These findings are consistent worldwide.
5.2 Human Error, Poor Clinical Judgement &
5.2.1 There is strong circumstantial evidence
that clinicians have been trained to believe that error should
not occur rather than to recognize that all humans make mistakes
and need skills to manage and avoid them. In the NHS error is
still viewed as weakness and poor performance (Bromiley, 2008).
It is illustrated by major under-reporting of adverse events (NAO
2005). Such a culture fosters denial and is the hallmark of hierarchy
in the workplace. No major safety-critical industry would accept
this at a strategic or operational level. The Civil Aviation Authority
states "human error is inevitablewhat is important
is to ensure that (this) does not result in adverse events such
as|accidents"; "specific training should concentrate
particularly on "error detection". (CAA CAP737 2006).
5.2.2 Studies of surgical adverse events
reveal a large number of causal factors embedded within a highly
complex system (Vincent, Moorthy, Sarker, Chang, & Darzi,
2004). There is an interplay of organisational, cultural and team
factors that constantly threaten safety. These factors, often
referred to as the "system" are critical to performance,
but all systems are operated by people. Improvement therefore
depends on educating and empowering them. With help they will
know how to make their own work safer. The nuclear and aviation
industry act as clear and successful examples. The same approach
is required in surgery (Giddings and Williamson 2007).
5.3 "Never" events & more common
5.3.1 Wrong site, wrong procedure, and wrong
person surgery are examples of avoidable and catastrophic events
which should "never" happen (Makary, 2006). Failure
in pre-operative communications between surgeons and anaesthetists
are common causes. The Joint Commission on Accreditation of Healthcare
Organisations found that 70% of wrong site events could have been
prevented by better communication. The incidence of retained foreign
body in surgery is 1 in 1000. It attracts considerable media attention
and censure in the surgical community; it is associated with 2%
risk of mortality and a re-operation rate of 69% (Gawande, 2003).
Failures in team communication are however only one aspect of
the systems failures in surgery. Routine surgical and anaesthetic
checks are not carried out, equipment problems are frequent and
adherence to basic procedures is variable (Healey, Sevdalis, &
Vincent, 2006). In the absence of pre-operative checks, crucial
equipment and prostheses are missing in many operating theatres.
5.3.2 The relatively rare and catastrophic
"never" events, however, represent only the tip of the
"iceberg of harm" caused by error and non-compliance
in surgical systems.
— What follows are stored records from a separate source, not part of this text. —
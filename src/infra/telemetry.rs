use std::fs::OpenOptions;
use std::path::Path;
use std::sync::{Mutex, Once};

use metrics::{Unit, describe_counter, describe_histogram};
use tracing::level_filters::LevelFilter;
use tracing_error::ErrorLayer;
use tracing_subscriber::{
    EnvFilter, fmt,
    filter::Targets,
    layer::{Layer, SubscriberExt},
    registry::LookupSpan,
    util::SubscriberInitExt,
};

use crate::config::{LogFormat, LoggingSettings};

use super::error::InfraError;

static METRIC_DESCRIPTIONS: Once = Once::new();

/// Targets mirrored into the cache log file.
const CACHE_LOG_TARGETS: [&str; 3] = [
    "lexicache::cache",
    "lexicache::application::warmer",
    "lexicache::application::jobs",
];

/// Install a global tracing subscriber using the provided logging settings.
pub fn init(logging: &LoggingSettings) -> Result<(), InfraError> {
    describe_metrics();

    let env_filter = EnvFilter::builder()
        .with_default_directive(logging.level.into())
        .from_env_lossy();

    let fmt_layer = match logging.format {
        LogFormat::Json => fmt::layer()
            .json()
            .with_current_span(true)
            .with_span_list(true)
            .with_target(true)
            .with_filter(env_filter)
            .boxed(),
        LogFormat::Compact => fmt::layer()
            .compact()
            .with_target(true)
            .with_filter(env_filter)
            .boxed(),
    };

    let cache_log_layer = logging
        .cache_log_path
        .as_deref()
        .map(cache_log_layer)
        .transpose()?;

    tracing_subscriber::registry()
        .with(cache_log_layer)
        .with(ErrorLayer::default())
        .with(fmt_layer)
        .try_init()
        .map_err(|err| {
            InfraError::telemetry(format!("failed to install tracing subscriber: {err}"))
        })
}

/// Plain-text layer appending cache and warmer events to `path`.
///
/// Carries its own target filter so the file keeps debug-level cache events
/// regardless of the console level.
fn cache_log_layer<S>(path: &Path) -> Result<Box<dyn Layer<S> + Send + Sync + 'static>, InfraError>
where
    S: tracing::Subscriber + for<'span> LookupSpan<'span>,
{
    let file = OpenOptions::new()
        .create(true)
        .append(true)
        .open(path)
        .map_err(|err| {
            InfraError::telemetry(format!(
                "failed to open cache log `{}`: {err}",
                path.display()
            ))
        })?;

    let targets = CACHE_LOG_TARGETS
        .iter()
        .fold(Targets::new(), |targets, target| {
            targets.with_target(*target, LevelFilter::DEBUG)
        });

    Ok(fmt::layer()
        .with_writer(Mutex::new(file))
        .with_ansi(false)
        .with_target(true)
        .with_filter(targets)
        .boxed())
}

fn describe_metrics() {
    METRIC_DESCRIPTIONS.call_once(|| {
        describe_counter!(
            "lexicache_cache_hit_total",
            Unit::Count,
            "Total number of cache hits, labelled by tier."
        );
        describe_counter!(
            "lexicache_cache_miss_total",
            Unit::Count,
            "Total number of lookups that missed both tiers."
        );
        describe_counter!(
            "lexicache_cache_promotion_total",
            Unit::Count,
            "Total number of far-tier hits copied into the near tier."
        );
        describe_counter!(
            "lexicache_cache_evict_total",
            Unit::Count,
            "Total number of entries evicted due to capacity, labelled by tier."
        );
        describe_counter!(
            "lexicache_cache_expired_total",
            Unit::Count,
            "Total number of expired entries removed by the sweep, labelled by tier."
        );
        describe_histogram!(
            "lexicache_warm_ms",
            Unit::Milliseconds,
            "Cache warm latency in milliseconds."
        );
        describe_counter!(
            "lexicache_warm_skipped_total",
            Unit::Count,
            "Total number of warm requests skipped because a warm was running."
        );
        describe_counter!(
            "lexicache_warm_failed_total",
            Unit::Count,
            "Total number of warms that failed."
        );
    });
}
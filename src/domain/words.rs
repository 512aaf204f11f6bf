//! Normalisation rules for dictionary terms and their attributes.
//!
//! Terms are stored and cached under their normalised form, so every entry
//! point (HTTP, warmer, repositories) funnels user input through
//! [`normalize_term`] before touching the cache or the store.

use super::error::DomainError;

/// Trim and lowercase a term. Empty terms are rejected.
pub fn normalize_term(raw: &str) -> Result<String, DomainError> {
    let term = raw.trim();
    if term.is_empty() {
        return Err(DomainError::validation("term must not be empty"));
    }
    Ok(term.to_lowercase())
}

/// Trim and lowercase tags, dropping blanks and repeats while keeping order.
pub fn normalize_tags<I, S>(tags: I) -> Vec<String>
where
    I: IntoIterator<Item = S>,
    S: AsRef<str>,
{
    let mut normalized: Vec<String> = Vec::new();
    for tag in tags {
        let tag = tag.as_ref().trim().to_lowercase();
        if !tag.is_empty() && !normalized.contains(&tag) {
            normalized.push(tag);
        }
    }
    normalized
}

/// Trim definitions and require at least one non-blank entry.
pub fn normalize_definitions(definitions: Vec<String>) -> Result<Vec<String>, DomainError> {
    let definitions: Vec<String> = definitions
        .into_iter()
        .map(|definition| definition.trim().to_string())
        .filter(|definition| !definition.is_empty())
        .collect();

    if definitions.is_empty() {
        return Err(DomainError::validation(
            "at least one non-empty definition is required",
        ));
    }
    Ok(definitions)
}
mod warm;

pub use warm::{
    WarmCacheContext, WarmCacheJob, parse_warm_schedule, process_warm_cache_job,
    spawn_warm_worker,
};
Recognised preventable complications such
as deep venous thrombosis (DVT) and surgical site infection are
more likely where standard prophylactic measures are not carried
out. The degree to which other "inevitable complications"
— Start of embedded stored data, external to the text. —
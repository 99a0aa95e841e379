use super::Cell;

/// Grid owns the 2D cellular automaton state as an explicit double buffer:
/// `cells` is the live generation, `previous` is the snapshot the rule reads
/// from while a new generation is being written.
///
/// Coordinates are `i32` because the camera's inverse transform can produce
/// indices outside the map. Out-of-bounds reads are Dead and out-of-bounds
/// writes are silent no-ops; the boundary is a hard wall, never a torus.
pub struct Grid {
    width: usize,
    height: usize,
    cells: Vec<Cell>,
    previous: Vec<Cell>,
}

impl Grid {
    /// Create a new grid with all cells initially dead.
    /// The snapshot starts all-dead too, so reads through
    /// `get_previous_tile` are defined before the first advance.
    pub fn new(width: usize, height: usize) -> Self {
        Self {
            width,
            height,
            cells: vec![Cell::Dead; width * height],
            previous: vec![Cell::Dead; width * height],
        }
    }

    /// Grid dimensions in tiles
    pub const fn dimensions(&self) -> (usize, usize) {
        (self.width, self.height)
    }

    /// Convert in-bounds 2D coordinates to a row-major index
    fn index_of(&self, x: i32, y: i32) -> Option<usize> {
        (x >= 0 && y >= 0 && (x as usize) < self.width && (y as usize) < self.height)
            .then(|| y as usize * self.width + x as usize)
    }

    /// Read a tile; Dead when out of bounds.
    pub fn get_tile(&self, x: i32, y: i32) -> Cell {
        self.index_of(x, y).map_or(Cell::Dead, |i| self.cells[i])
    }

    /// Read a tile from the previous-generation snapshot; Dead when out of
    /// bounds or before the first advance.
    pub fn get_previous_tile(&self, x: i32, y: i32) -> Cell {
        self.index_of(x, y).map_or(Cell::Dead, |i| self.previous[i])
    }

    /// Overwrite a tile; out-of-bounds coordinates are ignored.
    pub fn set_tile(&mut self, x: i32, y: i32, cell: Cell) {
        if let Some(i) = self.index_of(x, y) {
            self.cells[i] = cell;
        }
    }

    /// Count live cells in the Moore neighbourhood of (x, y).
    /// Off-grid neighbours contribute nothing, so the result is in [0, 8].
    /// `from_previous` selects the snapshot, which is what the generation
    /// update reads so that in-progress writes never leak into the count.
    pub fn count_neighbours(&self, x: i32, y: i32, from_previous: bool) -> u8 {
        (-1..=1)
            .flat_map(|dy| (-1..=1).map(move |dx| (dx, dy)))
            .filter(|&(dx, dy)| dx != 0 || dy != 0)
            .map(|(dx, dy)| {
                if from_previous {
                    self.get_previous_tile(x + dx, y + dy)
                } else {
                    self.get_tile(x + dx, y + dy)
                }
            })
            .filter(|cell| cell.is_alive())
            .count() as u8
    }

    /// Advance the automaton by one generation.
    ///
    /// The live array is first copied into the snapshot, then every cell is
    /// rewritten from `Cell::evolve` fed exclusively with snapshot reads.
    /// Updating in place without the snapshot would let cells processed early
    /// in the pass distort the neighbour counts of cells processed later.
    pub fn advance_generation(&mut self) {
        self.previous.copy_from_slice(&self.cells);

        for y in 0..self.height as i32 {
            for x in 0..self.width as i32 {
                let current = self.get_previous_tile(x, y);
                let neighbours = self.count_neighbours(x, y, true);
                self.cells[y as usize * self.width + x as usize] = current.evolve(neighbours);
            }
        }
    }

    /// Reset every cell (and the snapshot) to dead
    pub fn clear(&mut self) {
        self.cells.fill(Cell::Dead);
        self.previous.fill(Cell::Dead);
    }

    /// Randomize the live cells (30% chance of alive); the snapshot resets
    /// so the next advance starts from a clean generation boundary.
    pub fn randomize(&mut self) {
        use rand::Rng;

        let mut rng = rand::rng();
        self.cells.iter_mut().for_each(|cell| {
            *cell = if rng.random::<f32>() < 0.3 {
                Cell::Alive
            } else {
                Cell::Dead
            };
        });
        self.previous.fill(Cell::Dead);
    }

    /// Iterate over all cells with their positions
    pub fn iter_cells(&self) -> impl Iterator<Item = (i32, i32, Cell)> + '_ {
        (0..self.height as i32)
            .flat_map(move |y| (0..self.width as i32).map(move |x| (x, y)))
            .map(|(x, y)| (x, y, self.get_tile(x, y)))
    }

    /// Number of live cells, for the HUD
    pub fn population(&self) -> usize {
        self.cells.iter().filter(|c| c.is_alive()).count()
    }
}

#[cfg(test)]
mod tests {
    use super::*;

    #[test]
    fn test_set_then_get_round_trip() {
        let mut grid = Grid::new(8, 8);
        grid.set_tile(3, 5, Cell::Alive);
        assert_eq!(grid.get_tile(3, 5), Cell::Alive);
        grid.set_tile(3, 5, Cell::Dead);
        assert_eq!(grid.get_tile(3, 5), Cell::Dead);
    }

    #[test]
    fn test_out_of_bounds_reads_dead() {
        let grid = Grid::new(4, 4);
        assert_eq!(grid.get_tile(-1, 0), Cell::Dead);
        assert_eq!(grid.get_tile(0, -1), Cell::Dead);
        assert_eq!(grid.get_tile(4, 0), Cell::Dead);
        assert_eq!(grid.get_tile(0, 4), Cell::Dead);
        assert_eq!(grid.get_previous_tile(-3, 99), Cell::Dead);
    }

    #[test]
    fn test_out_of_bounds_write_is_noop() {
        let mut grid = Grid::new(4, 4);
        grid.set_tile(-1, 2, Cell::Alive);
        grid.set_tile(4, 2, Cell::Alive);
        grid.set_tile(2, 17, Cell::Alive);
        assert_eq!(grid.population(), 0);
    }

    #[test]
    fn test_previous_tile_defined_before_first_advance() {
        let mut grid = Grid::new(4, 4);
        grid.set_tile(1, 1, Cell::Alive);
        // Live edit is not visible through the snapshot until an advance.
        assert_eq!(grid.get_previous_tile(1, 1), Cell::Dead);
    }

    #[test]
    fn test_neighbour_count_center_of_full_block() {
        let mut grid = Grid::new(5, 5);
        for y in 1..=3 {
            for x in 1..=3 {
                grid.set_tile(x, y, Cell::Alive);
            }
        }
        assert_eq!(grid.count_neighbours(2, 2, false), 8);
    }

    #[test]
    fn test_neighbour_count_never_wraps_at_corner() {
        let mut grid = Grid::new(4, 4);
        grid.set_tile(0, 0, Cell::Alive);
        grid.set_tile(1, 0, Cell::Alive);
        grid.set_tile(0, 1, Cell::Alive);
        grid.set_tile(1, 1, Cell::Alive);
        // Corner cell has only 3 real neighbours; the far edge must not
        // contribute as it would on a torus.
        assert_eq!(grid.count_neighbours(0, 0, false), 3);
        grid.set_tile(3, 3, Cell::Alive);
        assert_eq!(grid.count_neighbours(0, 0, false), 3);
    }

    #[test]
    fn test_block_is_a_still_life() {
        let mut grid = Grid::new(6, 6);
        let block = [(2, 2), (3, 2), (2, 3), (3, 3)];
        for &(x, y) in &block {
            grid.set_tile(x, y, Cell::Alive);
        }
        grid.advance_generation();
        for &(x, y) in &block {
            assert_eq!(grid.get_tile(x, y), Cell::Alive);
        }
        assert_eq!(grid.population(), 4);
    }

    #[test]
    fn test_blinker_oscillates_with_period_two() {
        let mut grid = Grid::new(7, 7);
        for x in 2..=4 {
            grid.set_tile(x, 3, Cell::Alive);
        }

        grid.advance_generation();
        for y in 2..=4 {
            assert_eq!(grid.get_tile(3, y), Cell::Alive);
        }
        assert_eq!(grid.get_tile(2, 3), Cell::Dead);
        assert_eq!(grid.get_tile(4, 3), Cell::Dead);

        grid.advance_generation();
        for x in 2..=4 {
            assert_eq!(grid.get_tile(x, 3), Cell::Alive);
        }
        assert_eq!(grid.population(), 3);
    }

    #[test]
    fn test_advance_reads_only_the_snapshot() {
        // An R-shaped seed where naive in-place updating diverges from the
        // double-buffered result within one generation.
        let mut grid = Grid::new(6, 6);
        for &(x, y) in &[(1, 1), (2, 1), (1, 2), (2, 2), (3, 3)] {
            grid.set_tile(x, y, Cell::Alive);
        }
        grid.advance_generation();

        // (2, 2) had 4 live neighbours in the seed and must die even though
        // an in-place pass could have killed some of them first.
        assert_eq!(grid.get_tile(2, 2), Cell::Dead);
        // The snapshot now holds the seed generation.
        assert_eq!(grid.get_previous_tile(3, 3), Cell::Alive);
    }

    #[test]
    fn test_boundary_is_a_dead_wall() {
        // A blinker pressed against the top edge: its vertical phase loses
        // the off-grid cell, so the pattern collapses instead of wrapping.
        let mut grid = Grid::new(5, 5);
        for x in 1..=3 {
            grid.set_tile(x, 0, Cell::Alive);
        }
        grid.advance_generation();
        assert_eq!(grid.get_tile(2, 0), Cell::Alive);
        assert_eq!(grid.get_tile(2, 1), Cell::Alive);
        // Nothing appeared on the opposite edge.
        assert_eq!(grid.get_tile(2, 4), Cell::Dead);
    }

    #[test]
    fn test_clear_resets_both_buffers() {
        let mut grid = Grid::new(4, 4);
        grid.set_tile(1, 1, Cell::Alive);
        grid.advance_generation();
        grid.clear();
        assert_eq!(grid.population(), 0);
        assert_eq!(grid.get_previous_tile(1, 1), Cell::Dead);
    }
}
of surgery are also attributable to process or compliance failures
are unknown but are likely to be significant. Reported frequency
varies by as much as 500% between Units and it is striking that
Units with the best outcomes are those with the best systems and
teamwork practices. As an example, DVT and pulmonary embolism
constitute 9% of adverse events (Gawande, 1999) but although guidelines
for DVT prophylaxis are widely available, adherence can be as
low as 30%.
6. THE IMPACT
TEAMWORK & COMMUNICATION)
6.1 A significant body of research on teamwork
and communication in operating theatres, confirms that communication
breakdown is frequent and hazardous (Christian et al 2006).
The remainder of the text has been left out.